Внезапно в воздухе зарокотало, они услышали стук поршней — навстречу шла моторка. Моторка остановилась возле них. Она была переполнена людьми. Стало совсем темно, — не различить лиц. Когда незнакомцы с моторки узнали, кого везет Сандыков, из темноты, точно из морской глуби, раздался голос:
— Эх, не вовремя, на горе свое приехали вы, ребята.
Кто-то несмело предложил взять детей Николая Алексеевича с собой, другой голос возразил, что суденышко и без того затонет, а угрюмый бас с кормы, должно быть принадлежавший мотористу, огрызнулся, и моторка толчком вырвалась вперед, задев лодку бортом, и скрылась во мгле. Гуляевы лишь могли догадаться, что это бежали с промыслов отпущенные или просто укрывшиеся от колчаковского командования служащие. Недалеко ушли они. Едва взошел день, встречный белогвардейский катер пустил моторку ко дну.
Пошатываясь, Гуляевы вышли на берег. Они поняли, что опоздали. Их встретили рабочие — должно быть, те, что провожали моторку и еще не успели разойтись. Рабочие стояли тесной кучкой, в руках одного из них был фонарь «летучая мышь», отбрасывавший на землю желтые пятна. Гуляевых приняли тем же печальным возгласом:
— Лучше бы вы, ребятки, не приезжали. Недобрый час… Отца вашего сегодня утром казаки забрали.

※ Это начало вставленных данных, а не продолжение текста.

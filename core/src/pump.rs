// Observation pump: feeds buffered bus traffic into the managers
//
// The broker I/O task only appends to ring buffers. The pump reads new entries
// by sequence number on the caller's tick, so managers are never called from
// the I/O task.
use std::collections::HashMap;
use std::sync::Arc;
use std::time::Duration;

use parking_lot::Mutex;
use serde::Serialize;
use serde_json::Value;
use tokio::task::JoinHandle;
use tracing::{debug, warn};

use crate::controllers::ControllerRegistry;
use crate::inventory::{InventoryView, STOCK_TOPIC};
use crate::message::{MqttMessage, QoS};
use crate::mqtt::FactoryClient;
use crate::orders::OrderManager;
use crate::Result;

pub const OBSERVED_FILTERS: &[&str] = &[
    "module/v1/ff/+/factsheet",
    "module/v1/ff/+/state",
    "fts/v1/ff/+/factsheet",
    "fts/v1/ff/+/state",
    "ccu/order/response",
    STOCK_TOPIC,
];

const ORDER_RESPONSE_TOPIC: &str = "ccu/order/response";

#[derive(Debug, Clone, Copy, Default, PartialEq, Eq, Serialize)]
pub struct PumpStats {
    pub processed: usize,
    pub malformed: usize,
    pub orders_updated: usize,
    pub controllers_updated: usize,
    pub inventory_updates: usize,
    /// Entries evicted from a ring buffer before the pump saw them
    pub missed: u64,
}

impl PumpStats {
    fn absorb(&mut self, other: PumpStats) {
        self.processed += other.processed;
        self.malformed += other.malformed;
        self.orders_updated += other.orders_updated;
        self.controllers_updated += other.controllers_updated;
        self.inventory_updates += other.inventory_updates;
        self.missed += other.missed;
    }
}

pub struct ObservationPump {
    client: Arc<FactoryClient>,
    orders: Arc<OrderManager>,
    controllers: Arc<ControllerRegistry>,
    inventory: Arc<InventoryView>,
    cursors: Mutex<HashMap<String, u64>>,
    totals: Mutex<PumpStats>,
}

impl ObservationPump {
    pub fn new(
        client: Arc<FactoryClient>,
        orders: Arc<OrderManager>,
        controllers: Arc<ControllerRegistry>,
        inventory: Arc<InventoryView>,
    ) -> Self {
        Self {
            client,
            orders,
            controllers,
            inventory,
            cursors: Mutex::new(HashMap::new()),
            totals: Mutex::new(PumpStats::default()),
        }
    }

    pub async fn subscribe(&self) -> Result<()> {
        let added = self.client.subscribe_many(OBSERVED_FILTERS, QoS::AtLeastOnce).await?;
        debug!(target: "pump", added, "Observation filters registered");
        Ok(())
    }

    /// Drain everything that arrived since the previous tick
    pub fn tick(&self) -> PumpStats {
        let mut stats = PumpStats::default();
        for filter in OBSERVED_FILTERS {
            let snapshot = self.client.get_buffer(filter);
            let cursor = self.cursors.lock().get(*filter).copied().unwrap_or(0);

            if let Some(first) = snapshot.entries.first() {
                if first.seq > cursor + 1 {
                    let missed = first.seq - cursor - 1;
                    warn!(
                        target: "pump",
                        filter = %filter,
                        missed,
                        "Buffer evicted entries before they were observed"
                    );
                    stats.missed += missed;
                }
            }

            let mut last = cursor;
            for entry in snapshot.since(cursor) {
                self.dispatch(&entry.message, &mut stats);
                last = entry.seq;
            }
            if last != cursor {
                self.cursors.lock().insert(filter.to_string(), last);
            }
        }

        self.totals.lock().absorb(stats);
        stats
    }

    fn dispatch(&self, message: &MqttMessage, stats: &mut PumpStats) {
        stats.processed += 1;
        let Some(payload) = message.payload_json() else {
            debug!(target: "pump", topic = %message.topic, "Skipping non-JSON payload");
            stats.malformed += 1;
            return;
        };
        let topic = message.topic.as_str();

        if topic == ORDER_RESPONSE_TOPIC {
            stats.orders_updated += self.orders.process_order_response(&payload) as usize;
        } else if topic == STOCK_TOPIC {
            stats.inventory_updates += self.inventory.process_stock_message(&payload) as usize;
        } else if topic.ends_with("/factsheet") {
            let discovered = self.controllers.process_factsheet_message(topic, &payload);
            stats.controllers_updated += discovered.is_some() as usize;
        } else if topic.ends_with("/state") {
            let updated = self.controllers.process_state_message(topic, &payload);
            stats.controllers_updated += updated.is_some() as usize;
            if has_order_id(&payload) {
                stats.orders_updated += self.orders.process_state_message(&payload) as usize;
            }
        }
    }

    /// Totals over every tick so far
    pub fn totals(&self) -> PumpStats {
        *self.totals.lock()
    }

    /// Tick on a fixed interval until the returned task is aborted
    pub fn spawn(self: Arc<Self>, every: Duration) -> JoinHandle<()> {
        tokio::spawn(async move {
            let mut interval = tokio::time::interval(every);
            loop {
                interval.tick().await;
                self.tick();
            }
        })
    }
}

fn has_order_id(payload: &Value) -> bool {
    payload
        .get("orderId")
        .and_then(Value::as_str)
        .map_or(false, |id| !id.is_empty())
}
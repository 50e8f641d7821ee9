//! Logging setup and the in-memory log ring buffer.
//!
//! Every subsystem logs through `tracing`. `init_logging` wires an env filter,
//! a compact stderr formatter, an optional append-only file under the log
//! directory, and a [`LogRingLayer`] that keeps the most recent records in a
//! bounded buffer for operator views.

use std::collections::{BTreeMap, VecDeque};
use std::fmt::Write as _;
use std::fs::{self, OpenOptions};
use std::sync::Arc;

use chrono::{DateTime, Utc};
use parking_lot::Mutex;
use tracing::field::{Field, Visit};
use tracing::{Level, Subscriber};
use tracing_subscriber::layer::{Context, SubscriberExt};
use tracing_subscriber::util::SubscriberInitExt;
use tracing_subscriber::{fmt, EnvFilter, Layer};

use crate::config::LoggingConfig;
use crate::{OrbisError, Result};

/// One formatted log record
#[derive(Debug, Clone)]
pub struct LogRecord {
    pub timestamp: DateTime<Utc>,
    pub level: Level,
    pub target: String,
    pub message: String,
}

impl LogRecord {
    pub fn format(&self) -> String {
        format!(
            "{} {:>5} {}: {}",
            self.timestamp.format("%H:%M:%S%.3f"),
            self.level,
            self.target,
            self.message
        )
    }
}

/// Bounded FIFO of log records; oldest evicted on overflow
#[derive(Debug, Clone)]
pub struct LogRingBuffer {
    capacity: usize,
    records: Arc<Mutex<VecDeque<LogRecord>>>,
}

impl Default for LogRingBuffer {
    fn default() -> Self {
        Self::new(1_000)
    }
}

impl LogRingBuffer {
    pub fn new(capacity: usize) -> Self {
        let capacity = capacity.max(1);
        Self {
            capacity,
            records: Arc::new(Mutex::new(VecDeque::with_capacity(capacity))),
        }
    }

    pub fn push(&self, record: LogRecord) {
        let mut records = self.records.lock();
        if records.len() >= self.capacity {
            records.pop_front();
        }
        records.push_back(record);
    }

    /// Snapshot of all records, oldest first
    pub fn records(&self) -> Vec<LogRecord> {
        self.records.lock().iter().cloned().collect()
    }

    /// Records of exactly one level
    pub fn records_at(&self, level: Level) -> Vec<LogRecord> {
        self.records
            .lock()
            .iter()
            .filter(|r| r.level == level)
            .cloned()
            .collect()
    }

    /// Records at `level` or more severe
    pub fn records_at_least(&self, level: Level) -> Vec<LogRecord> {
        // tracing orders levels by verbosity: ERROR < WARN < ... < TRACE
        self.records
            .lock()
            .iter()
            .filter(|r| r.level <= level)
            .cloned()
            .collect()
    }

    pub fn counts_by_level(&self) -> BTreeMap<String, usize> {
        let mut counts = BTreeMap::new();
        for record in self.records.lock().iter() {
            *counts.entry(record.level.to_string()).or_insert(0) += 1;
        }
        counts
    }

    pub fn clear(&self) {
        self.records.lock().clear();
    }

    pub fn len(&self) -> usize {
        self.records.lock().len()
    }

    pub fn is_empty(&self) -> bool {
        self.records.lock().is_empty()
    }

    pub fn layer(&self) -> LogRingLayer {
        LogRingLayer {
            buffer: self.clone(),
        }
    }
}

/// `tracing` layer that feeds a [`LogRingBuffer`]
pub struct LogRingLayer {
    buffer: LogRingBuffer,
}

impl<S: Subscriber> Layer<S> for LogRingLayer {
    fn on_event(&self, event: &tracing::Event<'_>, _ctx: Context<'_, S>) {
        let meta = event.metadata();
        let mut visitor = RecordVisitor::default();
        event.record(&mut visitor);

        self.buffer.push(LogRecord {
            timestamp: Utc::now(),
            level: *meta.level(),
            target: meta.target().to_string(),
            message: visitor.finish(),
        });
    }
}

#[derive(Default)]
struct RecordVisitor {
    message: String,
    fields: String,
}

impl RecordVisitor {
    fn finish(self) -> String {
        if self.fields.is_empty() {
            self.message
        } else if self.message.is_empty() {
            self.fields.trim_start().to_string()
        } else {
            format!("{}{}", self.message, self.fields)
        }
    }
}

impl Visit for RecordVisitor {
    fn record_str(&mut self, field: &Field, value: &str) {
        if field.name() == "message" {
            self.message.push_str(value);
        } else {
            let _ = write!(self.fields, " {}={}", field.name(), value);
        }
    }

    fn record_debug(&mut self, field: &Field, value: &dyn std::fmt::Debug) {
        if field.name() == "message" {
            let _ = write!(self.message, "{:?}", value);
        } else {
            let _ = write!(self.fields, " {}={:?}", field.name(), value);
        }
    }
}

/// Install the global subscriber. Returns the ring buffer fed by it.
pub fn init_logging(config: &LoggingConfig) -> Result<LogRingBuffer> {
    let ring = LogRingBuffer::new(config.ring_capacity);
    let filter =
        EnvFilter::try_from_default_env().unwrap_or_else(|_| EnvFilter::new(&config.level));

    let file_layer = match &config.directory {
        Some(dir) => {
            fs::create_dir_all(dir)?;
            let file = OpenOptions::new()
                .create(true)
                .append(true)
                .open(dir.join("orbis.log"))?;
            Some(
                fmt::layer()
                    .with_ansi(false)
                    .with_writer(std::sync::Mutex::new(file)),
            )
        }
        None => None,
    };

    tracing_subscriber::registry()
        .with(filter)
        .with(fmt::layer().compact().with_writer(std::io::stderr))
        .with(file_layer)
        .with(ring.layer())
        .try_init()
        .map_err(|e| OrbisError::Config(format!("logging already initialized: {e}")))?;

    Ok(ring)
}

#[cfg(test)]
mod tests {
    use super::*;

    #[test]
    fn ring_evicts_oldest() {
        let ring = LogRingBuffer::new(2);
        for i in 0..3 {
            ring.push(LogRecord {
                timestamp: Utc::now(),
                level: Level::INFO,
                target: "test".into(),
                message: format!("m{i}"),
            });
        }
        let records = ring.records();
        assert_eq!(records.len(), 2);
        assert_eq!(records[0].message, "m1");
        assert_eq!(records[1].message, "m2");
    }

    #[test]
    fn layer_captures_events_with_level_views() {
        let ring = LogRingBuffer::new(16);
        let subscriber = tracing_subscriber::registry().with(ring.layer());

        tracing::subscriber::with_default(subscriber, || {
            tracing::info!(target: "orders", order_id = "o-1", "Order created");
            tracing::warn!(target: "orders", "Unknown order");
            tracing::error!(target: "mqtt", "Publish failed");
        });

        assert_eq!(ring.len(), 3);
        assert_eq!(ring.records_at(Level::WARN).len(), 1);
        assert_eq!(ring.records_at_least(Level::WARN).len(), 2);
        let first = &ring.records()[0];
        assert_eq!(first.target, "orders");
        assert!(first.message.contains("Order created"));
        assert!(first.message.contains("order_id=o-1"));
        assert_eq!(ring.counts_by_level().get("ERROR"), Some(&1));
    }
}
fn synthesize_topic(topic: &str, group: &[&MqttMessage]) -> Template {
    let mut stats: BTreeMap<String, FieldStats> = BTreeMap::new();
    let mut object_payloads = 0usize;
    let mut usage_examples = Vec::new();

    for message in group {
        let payload = message
            .payload_json()
            .unwrap_or_else(|| Value::String(message.payload_str().into_owned()));
        if usage_examples.len() < MAX_USAGE_EXAMPLES {
            usage_examples.push(payload.clone());
        }
        if !payload.is_object() {
            continue;
        }
        object_payloads += 1;

        let mut seen = BTreeMap::new();
        collect_paths(&payload, "", &mut seen);
        for (path, values) in seen {
            let entry = stats.entry(path).or_default();
            entry.payloads += 1;
            for value in values {
                entry.types.insert(FieldType::of(&value));
                let scalar = !matches!(value, Value::Object(_) | Value::Array(_));
                if scalar
                    && entry.examples.len() < MAX_EXAMPLE_VALUES
                    && !entry.examples.contains(&value)
                {
                    entry.examples.push(value);
                }
            }
        }
    }

    let mut required_fields = Vec::new();
    let mut optional_fields = Vec::new();
    let mut field_definitions = BTreeMap::new();
    let mut variable_fields = BTreeMap::new();

    for (path, field) in stats {
        if field.payloads == object_payloads {
            required_fields.push(path.clone());
        } else {
            optional_fields.push(path.clone());
        }
        if field.examples.len() > 1 {
            variable_fields.insert(path.clone(), field.examples.clone());
        }
        let observed: Vec<String> = field.types.iter().map(ToString::to_string).collect();
        field_definitions.insert(
            path,
            FieldDefinition {
                field_type: merged_type(&field.types),
                pattern: None,
                description: format!("observed types: {}", observed.join(", ")),
                validation: None,
                examples: field.examples,
            },
        );
    }

    Template {
        name: topic.to_string(),
        description: format!("Synthesized from {} message(s)", group.len()),
        required_fields,
        optional_fields,
        field_definitions,
        validation_rules: Vec::new(),
        variable_fields,
        usage_examples,
        mqtt: MqttBinding {
            topic_pattern: topic.to_string(),
            direction: Direction::In,
            qos: group.first().map(|m| m.qos).unwrap_or_default(),
        },
    }
}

Рабочие принялись обсуждать положение «ребяток», а высокий юноша, посвечивая фонарем, шепнул Алексею:
— Переночуете, а там видно будет. Я на рассвете дам знать о себе. Не робей… На всяку беду страха не напасешься. Если ночью что случится, передайте, чтоб позвали Василия Ширшова.

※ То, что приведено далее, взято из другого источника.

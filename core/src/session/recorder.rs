// Session recorder: taps `#` and persists to `.db` + `.log`
use std::path::{Path, PathBuf};
use std::sync::atomic::{AtomicBool, AtomicU64, Ordering};
use std::sync::Arc;
use std::time::{Duration, Instant};

use chrono::Utc;
use parking_lot::Mutex;
use serde::Serialize;
use tracing::{info, warn};

use super::format::{write_db, write_log};
use crate::config::SessionConfig;
use crate::message::MqttMessage;
use crate::mqtt::{FactoryClient, MessageTap};
use crate::{OrbisError, Result};

const RECORD_FILTER: &str = "#";

#[derive(Debug, Clone, Copy, PartialEq, Eq, Serialize)]
#[serde(rename_all = "lowercase")]
pub enum RecorderState {
    Idle,
    Recording,
    Paused,
    Stopped,
}

#[derive(Debug, Clone, PartialEq, Serialize)]
pub struct RecorderStatus {
    pub state: RecorderState,
    pub session_name: Option<String>,
    pub messages: usize,
    pub degraded: bool,
    pub dropped: u64,
}

/// Files written by [`SessionRecorder::stop`]
#[derive(Debug, Clone, PartialEq)]
pub struct SessionFiles {
    pub db: PathBuf,
    pub log: PathBuf,
    pub messages: usize,
}

/// Buffer shared with the broker I/O task. Appends only.
struct RecordingBuffer {
    messages: Mutex<Vec<MqttMessage>>,
    cap: usize,
    degraded: AtomicBool,
    dropped: AtomicU64,
}

impl MessageTap for RecordingBuffer {
    fn on_message(&self, message: &MqttMessage) {
        let mut messages = self.messages.lock();
        if messages.len() < self.cap {
            messages.push(message.clone());
        } else {
            self.degraded.store(true, Ordering::Relaxed);
            self.dropped.fetch_add(1, Ordering::Relaxed);
        }
    }
}

pub struct SessionRecorder {
    client: Arc<FactoryClient>,
    config: SessionConfig,
    buffer: Arc<RecordingBuffer>,
    state: Mutex<RecorderState>,
    session_name: Mutex<Option<String>>,
    tap_id: Mutex<Option<u64>>,
    last_autosave: Mutex<Instant>,
    degraded_reported: AtomicBool,
}

impl SessionRecorder {
    pub fn new(client: Arc<FactoryClient>, config: SessionConfig) -> Self {
        let cap = config.max_buffered_messages.max(1);
        Self {
            client,
            config,
            buffer: Arc::new(RecordingBuffer {
                messages: Mutex::new(Vec::new()),
                cap,
                degraded: AtomicBool::new(false),
                dropped: AtomicU64::new(0),
            }),
            state: Mutex::new(RecorderState::Idle),
            session_name: Mutex::new(None),
            tap_id: Mutex::new(None),
            last_autosave: Mutex::new(Instant::now()),
            degraded_reported: AtomicBool::new(false),
        }
    }

    pub async fn connect(&self) -> Result<()> {
        self.client.connect().await
    }

    pub fn state(&self) -> RecorderState {
        *self.state.lock()
    }

    pub async fn start_recording(&self, session_name: &str) -> Result<()> {
        let state = self.state();
        if state == RecorderState::Recording {
            return Err(OrbisError::State("recording already in progress".into()));
        }
        if state == RecorderState::Paused {
            return Err(OrbisError::State("recording is paused; resume or stop it first".into()));
        }

        *self.session_name.lock() = Some(session_name.to_string());
        self.buffer.degraded.store(false, Ordering::Relaxed);
        self.buffer.dropped.store(0, Ordering::Relaxed);
        self.degraded_reported.store(false, Ordering::Relaxed);
        *self.last_autosave.lock() = Instant::now();

        self.attach().await?;
        info!(target: "recorder", session = %session_name, "Recording started");
        Ok(())
    }

    async fn attach(&self) -> Result<()> {
        let tap: Arc<dyn MessageTap> = self.buffer.clone();
        let id = self.client.attach_tap(RECORD_FILTER, tap).await?;
        *self.tap_id.lock() = Some(id);
        *self.state.lock() = RecorderState::Recording;
        Ok(())
    }

    async fn detach(&self) -> Result<()> {
        let id = self.tap_id.lock().take();
        if let Some(id) = id {
            self.client.detach_tap(id).await?;
        }
        Ok(())
    }

    /// Stop receiving but keep the buffer
    pub async fn pause(&self) -> Result<()> {
        if self.state() != RecorderState::Recording {
            return Err(OrbisError::State("not recording".into()));
        }
        self.detach().await?;
        *self.state.lock() = RecorderState::Paused;
        info!(target: "recorder", messages = self.message_count(), "Recording paused");
        Ok(())
    }

    pub async fn resume(&self) -> Result<()> {
        if self.state() != RecorderState::Paused {
            return Err(OrbisError::State("recording is not paused".into()));
        }
        self.attach().await?;
        info!(target: "recorder", "Recording resumed");
        Ok(())
    }

    /// Unsubscribe, persist the buffer as `<name>_<ts>.db` and `<name>_<ts>.log`
    /// in the session directory, then clear it. When persisting fails the
    /// buffer is kept and the previous state restored, so `stop` can be retried.
    pub async fn stop(&self) -> Result<SessionFiles> {
        let state = self.state();
        if !matches!(state, RecorderState::Recording | RecorderState::Paused) {
            return Err(OrbisError::State("no recording to stop".into()));
        }
        self.detach().await?;
        self.report_degraded();

        let messages = self.buffer.messages.lock().clone();
        let name = self
            .session_name
            .lock()
            .clone()
            .unwrap_or_else(|| "session".to_string());

        if messages.is_empty() {
            warn!(target: "recorder", session = %name, "Persisting an empty session");
        }

        let stamp = Utc::now().format("%Y%m%d_%H%M%S");
        let dir = self.config.directory.clone();
        let db = dir.join(format!("{name}_{stamp}.db"));
        let log = dir.join(format!("{name}_{stamp}.log"));
        let count = messages.len();

        let (db_path, log_path) = (db.clone(), log.clone());
        let written = tokio::task::spawn_blocking(move || -> Result<()> {
            std::fs::create_dir_all(&dir)?;
            write_db(&db_path, &messages)?;
            write_log(&log_path, &messages)
        })
        .await
        .map_err(|e| OrbisError::State(format!("session writer panicked: {e}")))
        .and_then(|result| result);

        if let Err(e) = written {
            warn!(target: "recorder", session = %name, error = %e, "Saving the recording failed");
            self.restore(state).await;
            return Err(e);
        }

        // only what was persisted is dropped; nothing can arrive while detached
        self.buffer.messages.lock().drain(..count);
        *self.state.lock() = RecorderState::Stopped;
        self.check_file_size(&log);
        info!(
            target: "recorder",
            session = %name,
            messages = count,
            log = %log.display(),
            "Recording stopped and saved"
        );
        Ok(SessionFiles {
            db,
            log,
            messages: count,
        })
    }

    async fn restore(&self, previous: RecorderState) {
        if previous == RecorderState::Recording {
            if let Err(e) = self.attach().await {
                warn!(
                    target: "recorder",
                    error = %e,
                    "Cannot resume recording after a failed save"
                );
                *self.state.lock() = RecorderState::Paused;
            }
        } else {
            *self.state.lock() = RecorderState::Paused;
        }
    }

    fn check_file_size(&self, path: &Path) {
        let limit = self.config.max_file_size_mb * 1024 * 1024;
        if let Ok(meta) = std::fs::metadata(path) {
            if meta.len() > limit {
                warn!(
                    target: "recorder",
                    path = %path.display(),
                    bytes = meta.len(),
                    limit_mb = self.config.max_file_size_mb,
                    "Session file exceeds configured size"
                );
            }
        }
    }

    /// Warn once, from the caller side, when the buffer cap was hit
    fn report_degraded(&self) {
        if self.buffer.degraded.load(Ordering::Relaxed)
            && !self.degraded_reported.swap(true, Ordering::Relaxed)
        {
            warn!(
                target: "recorder",
                cap = self.buffer.cap,
                dropped = self.buffer.dropped.load(Ordering::Relaxed),
                "Recorder buffer cap reached; messages are being dropped"
            );
        }
    }

    pub fn snapshot(&self) -> Vec<MqttMessage> {
        self.buffer.messages.lock().clone()
    }

    pub fn message_count(&self) -> usize {
        self.buffer.messages.lock().len()
    }

    pub fn is_degraded(&self) -> bool {
        self.buffer.degraded.load(Ordering::Relaxed)
    }

    pub fn status(&self) -> RecorderStatus {
        self.report_degraded();
        RecorderStatus {
            state: self.state(),
            session_name: self.session_name.lock().clone(),
            messages: self.message_count(),
            degraded: self.is_degraded(),
            dropped: self.buffer.dropped.load(Ordering::Relaxed),
        }
    }

    pub fn autosave_due(&self) -> bool {
        self.state() == RecorderState::Recording
            && self.last_autosave.lock().elapsed()
                >= Duration::from_secs(self.config.auto_save_interval_secs)
    }

    /// Write the current buffer to `<name>_autosave.log` without clearing it
    pub async fn autosave(&self) -> Result<PathBuf> {
        let messages = self.snapshot();
        let name = self
            .session_name
            .lock()
            .clone()
            .unwrap_or_else(|| "session".to_string());
        let dir = self.config.directory.clone();
        let path = dir.join(format!("{name}_autosave.log"));

        let target = path.clone();
        tokio::task::spawn_blocking(move || -> Result<()> {
            std::fs::create_dir_all(&dir)?;
            write_log(&target, &messages)
        })
        .await
        .map_err(|e| OrbisError::State(format!("autosave writer panicked: {e}")))??;

        *self.last_autosave.lock() = Instant::now();
        self.report_degraded();
        info!(target: "recorder", path = %path.display(), "Autosaved session");
        Ok(path)
    }
}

Они двинулись во мраке, с каждым шагом удаляясь от моря. Море роптало глуше, глуше, будто прощалось с ними.
— Всем вместе идти незачем, — сказал Ширшов, остановив группу. Он поднял фонарь и точно вырвал из мрака угрюмые черты кормщика и скрытый, уклончивый взгляд Бадмы. — О приезде ребят никто не должен знать, — продолжал Ширшов. — А ты, Сандыков, забирай Бадму и с рассветом выходите в море. Из наших рыбаков возьмешь… — Он назвал три фамилии.